Source information:
★ ★ ★ ★

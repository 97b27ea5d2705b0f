/// Remap interleaved samples between channel layouts without gain change:
/// mono to stereo duplicates, stereo to mono averages.
pub fn map_channels(input: &[f32], in_channels: usize, out_channels: usize, out: &mut Vec<f32>) {
    out.clear();

    if in_channels == out_channels {
        out.extend_from_slice(input);
        return;
    }

    for chunk in input.chunks_exact(in_channels) {
        if out_channels > in_channels {
            // upmix: repeat the last available channel
            for ch in 0..out_channels {
                out.push(chunk[ch.min(in_channels - 1)]);
            }
        } else {
            // downmix: average the dropped channels into the last one
            for ch in 0..out_channels {
                if ch == out_channels - 1 {
                    let rest = &chunk[ch..];
                    out.push(rest.iter().sum::<f32>() / rest.len() as f32);
                } else {
                    out.push(chunk[ch]);
                }
            }
        }
    }
}

#[cfg(test)]
mod tests {
    use super::*;

    #[test]
    fn test_mono_to_stereo_duplicates() {
        let mut out = vec![];
        map_channels(&[0.1, 0.2, 0.3], 1, 2, &mut out);
        assert_eq!(out, vec![0.1, 0.1, 0.2, 0.2, 0.3, 0.3]);
    }

    #[test]
    fn test_stereo_to_mono_averages() {
        let mut out = vec![];
        map_channels(&[0.2, 0.4, -0.2, -0.4], 2, 1, &mut out);
        assert!((out[0] - 0.3).abs() < 1e-6);
        assert!((out[1] + 0.3).abs() < 1e-6);
    }

    #[test]
    fn test_identity() {
        let mut out = vec![];
        map_channels(&[0.5, -0.5], 2, 2, &mut out);
        assert_eq!(out, vec![0.5, -0.5]);
    }
}
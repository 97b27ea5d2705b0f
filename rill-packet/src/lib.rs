#![warn(rust_2018_idioms)]
#![allow(dead_code)]

mod factory;
mod interleaver;
mod packet;
mod queue;
mod router;
mod sorted_queue;

pub mod io;
pub mod units;

pub use factory::PacketFactory;
pub use interleaver::Interleaver;
pub use packet::{Fec, FecScheme, Packet, Rtcp, Rtp, Udp};
pub use queue::{ConcurrentQueue, QueueConsumer, QueueProducer};
pub use router::Router;
pub use sorted_queue::SortedQueue;
use crate::units::{Blknum, Seqnum, SourceId, StreamTimestamp};
use bytes::BytesMut;
use shared::time::Nanos;
use std::net::SocketAddr;
use std::ops::Range;

/// Forward-erasure-correction scheme identifier.
#[derive(Debug, Clone, Copy, PartialEq, Eq, Default)]
pub enum FecScheme {
    #[default]
    None,
    /// Reed-Solomon over GF(2^m), m=8.
    Rs8m,
    /// LDPC-Staircase (RFC 5170).
    LdpcStaircase,
}

impl std::fmt::Display for FecScheme {
    fn fmt(&self, f: &mut std::fmt::Formatter<'_>) -> std::fmt::Result {
        match self {
            FecScheme::None => write!(f, "none"),
            FecScheme::Rs8m => write!(f, "rs8m"),
            FecScheme::LdpcStaircase => write!(f, "ldpc"),
        }
    }
}

/// UDP-level packet attributes filled by the transport glue.
#[derive(Debug, Clone)]
pub struct Udp {
    pub src_addr: SocketAddr,
    pub dst_addr: SocketAddr,
    /// When the packet was received from the socket, ns since Unix epoch.
    pub receive_timestamp: Nanos,
}

/// RTP sub-record.
#[derive(Debug, Clone, Default)]
pub struct Rtp {
    pub source_id: SourceId,
    pub seqnum: Seqnum,
    pub stream_timestamp: StreamTimestamp,
    /// Packet duration in stream-timestamp ticks (samples).
    pub duration: StreamTimestamp,
    /// When the media was captured, ns since Unix epoch; 0 means unset.
    pub capture_timestamp: Nanos,
    pub marker: bool,
    pub payload_type: u8,
    /// Payload byte range inside the packet buffer.
    pub payload: Range<usize>,
}

/// FECFRAME sub-record.
#[derive(Debug, Clone, Default)]
pub struct Fec {
    pub fec_scheme: FecScheme,
    /// Index of the packet in its block: [0; k) for source, [k; k+r) for repair.
    pub encoding_symbol_id: usize,
    pub source_block_number: Blknum,
    /// Number of source packets in the block (k).
    pub source_block_length: usize,
    /// Number of source plus repair packets in the block (k+r).
    pub block_length: usize,
    /// FECFRAME header or footer byte range inside the packet buffer.
    pub payload_id: Range<usize>,
    /// Protected payload byte range inside the packet buffer.
    pub payload: Range<usize>,
}

/// RTCP sub-record.
#[derive(Debug, Clone, Default)]
pub struct Rtcp {
    pub payload: Range<usize>,
}

/// Polymorphic network packet.
///
/// A packet carries any subset of the protocol sub-records plus a single
/// byte buffer that all of their ranges point into. Lifecycle is tracked
/// with flags: `FLAG_PREPARED` means the buffer is allocated and header
/// room is reserved (the current owner may mutate it), `FLAG_COMPOSED`
/// means headers are written and the bytes are final, `FLAG_RESTORED`
/// marks packets reconstructed by the FEC decoder rather than received.
#[derive(Debug, Default)]
pub struct Packet {
    flags: u32,

    pub udp: Option<Udp>,
    pub rtp: Option<Rtp>,
    pub fec: Option<Fec>,
    pub rtcp: Option<Rtcp>,

    buffer: Option<BytesMut>,
}

impl Packet {
    /// Buffer is allocated and header room reserved.
    pub const FLAG_PREPARED: u32 = 1 << 0;
    /// Headers are written into the buffer.
    pub const FLAG_COMPOSED: u32 = 1 << 1;
    /// Reconstructed by FEC decoder, not received from network.
    pub const FLAG_RESTORED: u32 = 1 << 2;
    /// Packet contains audio media.
    pub const FLAG_AUDIO: u32 = 1 << 3;
    /// Packet contains FEC repair data.
    pub const FLAG_REPAIR: u32 = 1 << 4;
    /// Packet contains control protocol data.
    pub const FLAG_CONTROL: u32 = 1 << 5;

    pub fn new() -> Self {
        Self::default()
    }

    pub fn add_flags(&mut self, flags: u32) {
        if self.flags & flags != 0 {
            panic!("packet: can't add flag more than once");
        }
        self.flags |= flags;
    }

    pub fn has_flags(&self, flags: u32) -> bool {
        (self.flags & flags) == flags
    }

    pub fn flags(&self) -> u32 {
        self.flags
    }

    pub fn buffer(&self) -> &[u8] {
        match &self.buffer {
            Some(b) => b,
            None => panic!("packet: buffer is not set"),
        }
    }

    pub fn buffer_mut(&mut self) -> &mut BytesMut {
        match &mut self.buffer {
            Some(b) => b,
            None => panic!("packet: buffer is not set"),
        }
    }

    pub fn has_buffer(&self) -> bool {
        self.buffer.is_some()
    }

    pub fn set_buffer(&mut self, buffer: BytesMut) {
        if self.buffer.is_some() {
            panic!("packet: can't set buffer more than once");
        }
        self.buffer = Some(buffer);
    }

    pub fn take_buffer(&mut self) -> BytesMut {
        match self.buffer.take() {
            Some(b) => b,
            None => panic!("packet: buffer is not set"),
        }
    }

    /// Innermost protocol payload bytes: RTP, then RTCP, then FEC,
    /// then the raw buffer.
    pub fn payload(&self) -> &[u8] {
        let buf = self.buffer();

        if let Some(rtp) = &self.rtp {
            return &buf[rtp.payload.clone()];
        }
        if let Some(rtcp) = &self.rtcp {
            return &buf[rtcp.payload.clone()];
        }
        if let Some(fec) = &self.fec {
            return &buf[fec.payload.clone()];
        }

        buf
    }

    pub fn has_source_id(&self) -> bool {
        self.rtp.is_some()
    }

    pub fn source_id(&self) -> SourceId {
        self.rtp.as_ref().map(|r| r.source_id).unwrap_or(0)
    }

    pub fn stream_timestamp(&self) -> StreamTimestamp {
        self.rtp.as_ref().map(|r| r.stream_timestamp).unwrap_or(0)
    }

    pub fn duration(&self) -> StreamTimestamp {
        self.rtp.as_ref().map(|r| r.duration).unwrap_or(0)
    }

    pub fn capture_timestamp(&self) -> Nanos {
        self.rtp.as_ref().map(|r| r.capture_timestamp).unwrap_or(0)
    }

    pub fn receive_timestamp(&self) -> Nanos {
        self.udp.as_ref().map(|u| u.receive_timestamp).unwrap_or(0)
    }

    /// FEC payload bytes (the erasure-coded region).
    pub fn fec_payload(&self) -> &[u8] {
        let fec = self.fec.as_ref().expect("packet: no fec sub-record");
        &self.buffer()[fec.payload.clone()]
    }
}

#[cfg(test)]
mod tests {
    use super::*;

    #[test]
    fn test_flags() {
        let mut packet = Packet::new();
        assert!(!packet.has_flags(Packet::FLAG_PREPARED));

        packet.add_flags(Packet::FLAG_PREPARED | Packet::FLAG_AUDIO);
        assert!(packet.has_flags(Packet::FLAG_PREPARED));
        assert!(packet.has_flags(Packet::FLAG_AUDIO));
        assert!(!packet.has_flags(Packet::FLAG_COMPOSED));
    }

    #[test]
    #[should_panic(expected = "more than once")]
    fn test_duplicate_flag_panics() {
        let mut packet = Packet::new();
        packet.add_flags(Packet::FLAG_PREPARED);
        packet.add_flags(Packet::FLAG_PREPARED);
    }

    #[test]
    fn test_payload_priority() {
        let mut packet = Packet::new();
        packet.set_buffer(BytesMut::from(&b"0123456789"[..]));
        packet.fec = Some(Fec {
            payload: 0..8,
            ..Default::default()
        });
        packet.rtp = Some(Rtp {
            payload: 2..6,
            ..Default::default()
        });

        // RTP payload wins over FEC payload
        assert_eq!(packet.payload(), b"2345");
        assert_eq!(packet.fec_payload(), b"01234567");
    }
}
use crate::io::PacketWriter;
use crate::packet::Packet;
use shared::error::Result;

/// Dispatches packets to per-kind outputs by their flags.
///
/// The sender pipeline registers one route per endpoint: audio source
/// packets to the source endpoint, repair packets to the repair endpoint.
/// Packets matching no route are dropped.
pub struct Router {
    routes: Vec<(u32, Box<dyn PacketWriter>)>,
}

impl Router {
    pub fn new() -> Self {
        Self { routes: Vec::new() }
    }

    /// Register an output for packets that carry all of `flags`.
    pub fn add_route(&mut self, flags: u32, writer: Box<dyn PacketWriter>) {
        self.routes.push((flags, writer));
    }

    pub fn num_routes(&self) -> usize {
        self.routes.len()
    }
}

impl Default for Router {
    fn default() -> Self {
        Self::new()
    }
}

impl PacketWriter for Router {
    fn write(&mut self, packet: Packet) -> Result<()> {
        for (flags, writer) in &mut self.routes {
            if packet.has_flags(*flags) {
                return writer.write(packet);
            }
        }
        log::trace!("router: no route for packet flags {:#x}", packet.flags());
        Ok(())
    }
}
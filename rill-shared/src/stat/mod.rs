//! Sliding-window statistics used by jitter and RTT estimation.

mod mov_aggregate;
mod mov_quantile;

pub use mov_aggregate::MovAggregate;
pub use mov_quantile::MovQuantile;
impl ReceiverSession {
    fn new(
        source_id: u32,
        config: &ReceiverConfig,
        encoding: Encoding,
        codec_map: &CodecMap,
    ) -> Result<Self> {
        let spec = SampleSpec::new(encoding.sample_rate, encoding.num_channels);

        let source_queue: Rc<RefCell<SortedQueue>> = Rc::default();
        let repair_queue: Rc<RefCell<SortedQueue>> = Rc::default();

        let mut block_reader = None;
        let packet_reader: Box<dyn PacketReader> = match config.fec_decoder.scheme {
            FecScheme::None => Box::new(SharedQueueReader(source_queue.clone())),
            scheme => {
                let decoder = codec_map.new_decoder(&config.fec_decoder)?;
                let reader = BlockReader::new(
                    config.fec_reader,
                    scheme,
                    decoder,
                    Box::new(SharedQueueReader(source_queue.clone())),
                    Box::new(SharedQueueReader(repair_queue.clone())),
                    Box::new(RtpParser::new(EncodingMap::new())),
                );
                let reader = Rc::new(RefCell::new(reader));
                block_reader = Some(reader.clone());
                Box::new(SharedBlockReader(reader))
            }
        };

        let depacketizer = Rc::new(RefCell::new(Depacketizer::new(packet_reader, encoding)));
        let resampler = Resampler::new(
            Box::new(SharedDepacketizer(depacketizer.clone())),
            spec,
        );

        Ok(Self {
            source_id,
            encoding,
            spec,
            source_queue,
            repair_queue,
            block_reader,
            depacketizer,
            resampler,
            jitter_meter: JitterMeter::new(config.jitter_meter),
            tuner: LatencyTuner::new(config.latency, spec),
            latency_metrics: LatencyMetrics::default(),
            last_packet_time: 0,
            prev_arrival: None,
            latest_end_ts: None,
            started_seq: false,
            seq_cycles: 0,
            last_seqnum: 0,
            ext_first_seqnum: 0,
            received_packets: 0,
            prev_report_span: 0,
            prev_report_received: 0,
            mapping: None,
            last_frame_cts: 0,
            map_scratch: Vec::new(),
        })
    }

    fn route_packet(&mut self, mut packet: Packet, now: Nanos, repair: bool) {
        self.last_packet_time = now;

        if repair {
            let _ = packet::io::PacketWriter::write(&mut *self.repair_queue.borrow_mut(), packet);
            return;
        }

        let Some(rtp) = packet.rtp.clone() else {
            trace!("receiver session: dropping source packet without rtp");
            return;
        };

        let arrival = if packet.receive_timestamp() != 0 {
            packet.receive_timestamp()
        } else {
            now
        };

        // Inter-arrival jitter: |actual spacing - nominal spacing|.
        if let Some((prev_arrival, prev_ts)) = self.prev_arrival {
            let expected = self
                .spec
                .stream_timestamp_to_ns(units::stream_timestamp_diff(
                    rtp.stream_timestamp,
                    prev_ts,
                ));
            if expected >= 0 {
                let actual = arrival - prev_arrival;
                self.jitter_meter.update_jitter((actual - expected).abs());
            }
        }
        self.prev_arrival = Some((arrival, rtp.stream_timestamp));

        // Extended seqnum bookkeeping.
        if !self.started_seq {
            self.started_seq = true;
            self.last_seqnum = rtp.seqnum;
            self.ext_first_seqnum = rtp.seqnum as u32;
        } else {
            let diff = rtp.seqnum.wrapping_sub(self.last_seqnum);
            if diff > 0 && diff < 0x8000 {
                if rtp.seqnum < self.last_seqnum {
                    self.seq_cycles = self.seq_cycles.wrapping_add(1);
                }
                self.last_seqnum = rtp.seqnum;
            }
        }
        self.received_packets += 1;

        // Reconstruct the sender-side capture timestamp from the
        // SR-provided clock mapping.
        if rtp.capture_timestamp == 0
            && let Some(mapping) = &self.mapping
        {
            let delta =
                units::stream_timestamp_diff(rtp.stream_timestamp, mapping.stream_timestamp);
            let sender_cts = mapping.report_timestamp + self.spec.stream_timestamp_to_ns(delta);
            packet.rtp.as_mut().unwrap().capture_timestamp = sender_cts - mapping.clock_offset;
        }

        let end_ts = rtp.stream_timestamp.wrapping_add(rtp.duration);
        match self.latest_end_ts {
            Some(latest) if !units::stream_timestamp_lt(latest, end_ts) => {}
            _ => self.latest_end_ts = Some(end_ts),
        }

        let _ = packet::io::PacketWriter::write(&mut *self.source_queue.borrow_mut(), packet);
    }

    /// Update latency metrics and drive the tuner; returns false when
    /// the session left the tolerated latency range.
    fn refresh(&mut self, now: Nanos) -> bool {
        let niq_latency = match (self.latest_end_ts, self.depacketizer.borrow().next_timestamp())
        {
            (Some(end), Some(next)) => self
                .spec
                .stream_timestamp_to_ns(units::stream_timestamp_diff(end, next))
                .max(0),
            _ => 0,
        };
        let niq_stalling = if self.last_packet_time != 0 {
            now - self.last_packet_time
        } else {
            0
        };
        let e2e_latency = if self.last_frame_cts > 0 {
            (now - self.last_frame_cts).max(0)
        } else {
            0
        };
        let fec_block_duration = self
            .block_reader
            .as_ref()
            .map(|reader| {
                self.spec
                    .stream_timestamp_to_ns(reader.borrow().max_block_duration() as i64)
            })
            .unwrap_or(0);

        self.latency_metrics = LatencyMetrics {
            niq_latency,
            niq_stalling,
            e2e_latency,
            fec_block_duration,
        };

        let update = self
            .tuner
            .update(now, &self.latency_metrics, &self.jitter_meter.metrics());
        if let Some(scaling) = update.scaling {
            self.resampler.set_scaling(scaling as f64);
        }
        update.alive
    }

    fn read(&mut self, num_samples: usize, out_channels: usize) -> Result<Frame> {
        let enc_channels = self.encoding.num_channels;
        let inner_samples = num_samples / out_channels * enc_channels;

        let frame = self.resampler.read(inner_samples)?;
        if frame.capture_timestamp != 0 {
            self.last_frame_cts = frame.capture_timestamp;
        }

        if enc_channels == out_channels {
            return Ok(frame);
        }

        map_channels(
            &frame.samples,
            enc_channels,
            out_channels,
            &mut self.map_scratch,
        );
        Ok(Frame {
            samples: std::mem::take(&mut self.map_scratch),
            flags: frame.flags,
            duration: frame.duration,
            capture_timestamp: frame.capture_timestamp,
        })
    }

    fn ext_last_seqnum(&self) -> u32 {
        ((self.seq_cycles as u32) << 16) | self.last_seqnum as u32
    }

    fn build_recv_report(&mut self, receiver_ssrc: u32, cname: &str, now: Nanos) -> RecvReport {
        let span = self
            .ext_last_seqnum()
            .wrapping_sub(self.ext_first_seqnum)
            .wrapping_add(1);
        let cum_loss = span.saturating_sub(self.received_packets) as i32;

        let d_span = span.wrapping_sub(self.prev_report_span);
        let d_received = self.received_packets.wrapping_sub(self.prev_report_received);
        let fraction_loss = if d_span > 0 {
            (d_span.saturating_sub(d_received)) as f32 / d_span as f32
        } else {
            0.0
        };
        self.prev_report_span = span;
        self.prev_report_received = self.received_packets;

        RecvReport {
            receiver_ssrc,
            sender_ssrc: self.source_id,
            cname: cname.to_string(),
            report_timestamp: now,
            sample_rate: self.encoding.sample_rate,
            ext_first_seqnum: self.ext_first_seqnum,
            ext_last_seqnum: self.ext_last_seqnum(),
            cum_loss,
            fraction_loss,
            jitter: self.jitter_meter.metrics().mean_jitter,
            niq_latency: self.latency_metrics.niq_latency,
            niq_stalling: self.latency_metrics.niq_stalling,
            e2e_latency: self.latency_metrics.e2e_latency,
            ..Default::default()
        }
    }

    fn set_sender_mapping(&mut self, report: &SendReport) {
        self.mapping = Some(SenderMapping {
            report_timestamp: report.report_timestamp,
            stream_timestamp: report.stream_timestamp,
            clock_offset: report.clock_offset,
        });
    }

    fn fec_metrics(&self) -> Option<BlockReaderMetrics> {
        self.block_reader.as_ref().map(|r| r.borrow().metrics())
    }
}

enum ParticipantEvent {
    Halt(u32),
    SenderReport(u32, SendReport),
}

struct ReceiverParticipant {
    cname: String,
    source_id: u32,
    reports: Vec<RecvReport>,
    events: Vec<ParticipantEvent>,
}

impl ParticipantController for ReceiverParticipant {
    fn cname(&self) -> String {
        self.cname.clone()
    }

    fn source_id(&self) -> u32 {
        self.source_id
    }

    fn change_source_id(&mut self) -> u32 {
        self.source_id = rand::random::<u32>();
        self.source_id
    }

    fn query_recv_reports(&self, _now: Nanos) -> Vec<RecvReport> {
        self.reports.clone()
    }

    fn notify_recv_stream(&mut self, send_ssrc: u32, report: &SendReport) {
        self.events
            .push(ParticipantEvent::SenderReport(send_ssrc, report.clone()));
    }

    fn halt_recv_stream(&mut self, send_ssrc: u32) {
        self.events.push(ParticipantEvent::Halt(send_ssrc));
    }
}

/// Receiver-side metrics snapshot.
#[derive(Debug, Clone, Default)]
pub struct ReceiverSlotMetrics {
    pub num_sessions: usize,
    pub recovered_packets: u64,
    pub lost_packets: u64,
    pub late_packets: u64,
    /// Sessions terminated by BYE, timeout, or collision, in order.
    pub halted_sources: Vec<u32>,
}
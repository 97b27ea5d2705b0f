//! Nanosecond time arithmetic and NTP timestamp conversions.
//!
//! The whole core is time-driven: callers pass the current time into
//! `refresh()`-style entry points, and no component reads a clock on
//! its own. Times are nanoseconds since Unix epoch, signed so that
//! differences are well-formed.

/// Nanoseconds since Unix epoch, or a nanosecond duration.
pub type Nanos = i64;

pub const NANOSECOND: Nanos = 1;
pub const MICROSECOND: Nanos = 1_000;
pub const MILLISECOND: Nanos = 1_000_000;
pub const SECOND: Nanos = 1_000_000_000;

/// Offset in seconds between the Unix epoch (1970) and the NTP epoch (1900).
const NTP_UNIX_OFFSET: u64 = 0x83AA_7E80;

/// Convert Unix nanoseconds to a 64-bit NTP timestamp (32.32 fixed point).
pub fn ntp_from_nanos(nanos: Nanos) -> u64 {
    let u = nanos.max(0) as u64;

    let mut s = u / SECOND as u64;
    s += NTP_UNIX_OFFSET;
    let mut f = u % SECOND as u64;
    f <<= 32;
    f /= SECOND as u64;
    s <<= 32;

    s | f
}

/// Convert a 64-bit NTP timestamp to Unix nanoseconds.
pub fn nanos_from_ntp(ntp: u64) -> Nanos {
    let s = (ntp >> 32).saturating_sub(NTP_UNIX_OFFSET);
    let mut f = ntp & 0xFFFF_FFFF;
    f *= SECOND as u64;
    f >>= 32;

    (s * SECOND as u64 + f) as Nanos
}

/// Truncate a 64-bit NTP timestamp to its middle 32 bits,
/// as used by the LSR/LRR fields of RTCP reports.
pub fn ntp_short(ntp: u64) -> u32 {
    (ntp >> 16) as u32
}

/// Restore a full 64-bit NTP timestamp from its middle 32 bits.
///
/// `reference` is a full timestamp known to be close to (and not earlier
/// than about 9 hours before) the truncated one, typically the current time.
pub fn ntp_restore(short: u32, reference: u64) -> u64 {
    let mut full = (reference & 0xFFFF_0000_0000_0000) | ((short as u64) << 16);
    // If the middle bits wrapped between the two timestamps, step the
    // high bits back by one wrap period.
    if full > reference && full - reference > (1u64 << 47) {
        full = full.wrapping_sub(1u64 << 48);
    }
    full
}

/// Convert a nanosecond duration to NTP 16.16 fixed-point seconds
/// (the DLSR/DLRR unit).
pub fn ntp_short_from_duration(nanos: Nanos) -> u32 {
    let n = nanos.max(0) as u64;
    ((n << 16) / SECOND as u64).min(u32::MAX as u64) as u32
}

/// Convert NTP 16.16 fixed-point seconds to a nanosecond duration.
pub fn duration_from_ntp_short(v: u32) -> Nanos {
    ((v as u64 * SECOND as u64) >> 16) as Nanos
}

#[cfg(test)]
mod tests {
    use super::*;

    #[test]
    fn test_ntp_roundtrip() {
        let t = 1_700_000_000 * SECOND + 123_456_789;
        let ntp = ntp_from_nanos(t);
        let back = nanos_from_ntp(ntp);
        assert!((t - back).abs() < 2, "lost more than rounding: {t} vs {back}");
    }

    #[test]
    fn test_ntp_ordering() {
        let a = ntp_from_nanos(SECOND);
        let b = ntp_from_nanos(2 * SECOND);
        assert!(a < b);
    }

    #[test]
    fn test_ntp_short_restore() {
        let t = 1_700_000_000 * SECOND;
        let ntp = ntp_from_nanos(t);
        let short = ntp_short(ntp);
        let restored = ntp_restore(short, ntp_from_nanos(t + 2 * SECOND));
        // Restoration keeps the middle 32 bits and a plausible high part.
        assert_eq!(ntp_short(restored), short);
        let diff = nanos_from_ntp(restored) - t;
        assert!(diff.abs() < SECOND, "restored too far: {diff}");
    }

    #[test]
    fn test_duration_units() {
        assert_eq!(ntp_short_from_duration(SECOND), 65536);
        assert_eq!(duration_from_ntp_short(65536), SECOND);
        assert_eq!(duration_from_ntp_short(32768), SECOND / 2);
    }
}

★ ★ ★ ★

Prompt: Your answer should consist of all lines in the listing above that contain "expected".

Output of the exercise:
    #[should_panic(expected = "more than once")]
            let expected = self
            if expected >= 0 {
                self.jitter_meter.update_jitter((actual - expected).abs());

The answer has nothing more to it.